**What you have to do:** Each entry that appears below should be restated exactly as it is.

Collected data
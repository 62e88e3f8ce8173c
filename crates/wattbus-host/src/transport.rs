//! USB transport abstraction
//!
//! OS-specific enumeration and transfer plumbing (WinUSB, libusb) live
//! outside the core; the lower-level device thread drives this submit/poll
//! interface instead. Transfers complete asynchronously: `submit_*` queues
//! work, `poll` surfaces one completion at a time, mirroring the libusb
//! event-handling model.

use std::time::Duration;
use wattbus_core::error::{Error, Result};
use wattbus_core::message::UsbSetup;

/// One enumerated instrument
#[derive(Clone, Debug, PartialEq, Eq)]
pub struct DeviceInfo {
    /// Model identifier, e.g. `js220`
    pub model: String,
    /// Serial number string
    pub serial: String,
    /// OS transport path, opaque to the core
    pub path: String,
}

impl DeviceInfo {
    /// The broker topic prefix for this instrument.
    pub fn prefix(&self) -> String {
        format!("u/{}/{}", self.model, self.serial)
    }
}

/// Transfer class of a completion
#[derive(Clone, Copy, Debug, PartialEq, Eq)]
pub enum TransferKind {
    Control,
    BulkIn,
    BulkOut,
}

/// One completed transfer surfaced by [`UsbTransport::poll`]
#[derive(Debug)]
pub struct TransferComplete {
    pub kind: TransferKind,
    pub endpoint: u8,
    /// The transfer buffer. For bulk IN, `result` holds the valid length.
    pub data: Vec<u8>,
    /// Transferred byte count, or the failure taxon (`TimedOut` for a
    /// transfer timeout, `Aborted` for cancellation, `Io` otherwise)
    pub result: Result<usize>,
}

/// Per-device USB transfer interface, driven by one thread
pub trait UsbTransport: Send {
    /// Open the device handle.
    fn open(&mut self) -> Result<()>;

    /// Close the device handle; in-flight transfers complete as `Aborted`.
    fn close(&mut self);

    /// Queue a control transfer. `data` carries OUT payload; IN length comes
    /// from the setup packet.
    fn submit_control(&mut self, setup: UsbSetup, data: Vec<u8>) -> Result<()>;

    /// Queue a bulk IN transfer with a caller-provided buffer.
    fn submit_bulk_in(&mut self, endpoint: u8, buffer: Vec<u8>) -> Result<()>;

    /// Queue a bulk OUT transfer.
    fn submit_bulk_out(&mut self, endpoint: u8, data: Vec<u8>) -> Result<()>;

    /// Wait up to `timeout` for the next completion.
    fn poll(&mut self, timeout: Duration) -> Option<TransferComplete>;

    /// Cancel in-flight transfers on one endpoint.
    fn cancel(&mut self, endpoint: u8);

    /// Cancel everything in flight.
    fn cancel_all(&mut self);
}

/// Platform device enumeration, polled by the backend thread
pub trait DeviceScanner: Send {
    /// Instruments currently present.
    fn scan(&mut self) -> Vec<DeviceInfo>;

    /// Open a transport for one instrument.
    fn open(&mut self, info: &DeviceInfo) -> Result<Box<dyn UsbTransport>>;
}

/// Helper for transports: a completion that failed before submission.
pub fn failed_completion(kind: TransferKind, endpoint: u8, err: Error) -> TransferComplete {
    TransferComplete {
        kind,
        endpoint,
        data: Vec::new(),
        result: Err(err),
    }
}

**Your solution:**
repository 62e88e3f8ce8173c
filename crates/wattbus-host/src/transport.rs
//! USB transport abstraction
//!
//! OS-specific enumeration and transfer plumbing (WinUSB, libusb) live
//! outside the core; the lower-level device thread drives this submit/poll
//! interface instead. Transfers complete asynchronously: `submit_*` queues
//! work, `poll` surfaces one completion at a time, mirroring the libusb
//! event-handling model.

use std::time::Duration;
use wattbus_core::error::{Error, Result};
use wattbus_core::message::UsbSetup;

/// One enumerated instrument
#[derive(Clone, Debug, PartialEq, Eq)]
pub struct DeviceInfo {
    /// Model identifier, e.g. `js220`
    pub model: String,
    /// Serial number string
    pub serial: String,
    /// OS transport path, opaque to the core
    pub path: String,
}

impl DeviceInfo {
    /// The broker topic prefix for this instrument.
    pub fn prefix(&self) -> String {
        format!("u/{}/{}", self.model, self.serial)
    }
}

/// Transfer class of a completion
#[derive(Clone, Copy, Debug, PartialEq, Eq)]
pub enum TransferKind {
    Control,
    BulkIn,
    BulkOut,
}

/// One completed transfer surfaced by [`UsbTransport::poll`]
#[derive(Debug)]
pub struct TransferComplete {
    pub kind: TransferKind,
    pub endpoint: u8,
    /// The transfer buffer. For bulk IN, `result` holds the valid length.
    pub data: Vec<u8>,
    /// Transferred byte count, or the failure taxon (`TimedOut` for a
    /// transfer timeout, `Aborted` for cancellation, `Io` otherwise)
    pub result: Result<usize>,
}

/// Per-device USB transfer interface, driven by one thread
pub trait UsbTransport: Send {
    /// Open the device handle.
    fn open(&mut self) -> Result<()>;

    /// Close the device handle; in-flight transfers complete as `Aborted`.
    fn close(&mut self);

    /// Queue a control transfer. `data` carries OUT payload; IN length comes
    /// from the setup packet.
    fn submit_control(&mut self, setup: UsbSetup, data: Vec<u8>) -> Result<()>;

    /// Queue a bulk IN transfer with a caller-provided buffer.
    fn submit_bulk_in(&mut self, endpoint: u8, buffer: Vec<u8>) -> Result<()>;

    /// Queue a bulk OUT transfer.
    fn submit_bulk_out(&mut self, endpoint: u8, data: Vec<u8>) -> Result<()>;

    /// Wait up to `timeout` for the next completion.
    fn poll(&mut self, timeout: Duration) -> Option<TransferComplete>;

    /// Cancel in-flight transfers on one endpoint.
    fn cancel(&mut self, endpoint: u8);

    /// Cancel everything in flight.
    fn cancel_all(&mut self);
}

/// Platform device enumeration, polled by the backend thread
pub trait DeviceScanner: Send {
    /// Instruments currently present.
    fn scan(&mut self) -> Vec<DeviceInfo>;

    /// Open a transport for one instrument.
    fn open(&mut self, info: &DeviceInfo) -> Result<Box<dyn UsbTransport>>;
}

/// Helper for transports: a completion that failed before submission.
pub fn failed_completion(kind: TransferKind, endpoint: u8, err: Error) -> TransferComplete {
    TransferComplete {
        kind,
        endpoint,
        data: Vec::new(),
        result: Err(err),
    }
}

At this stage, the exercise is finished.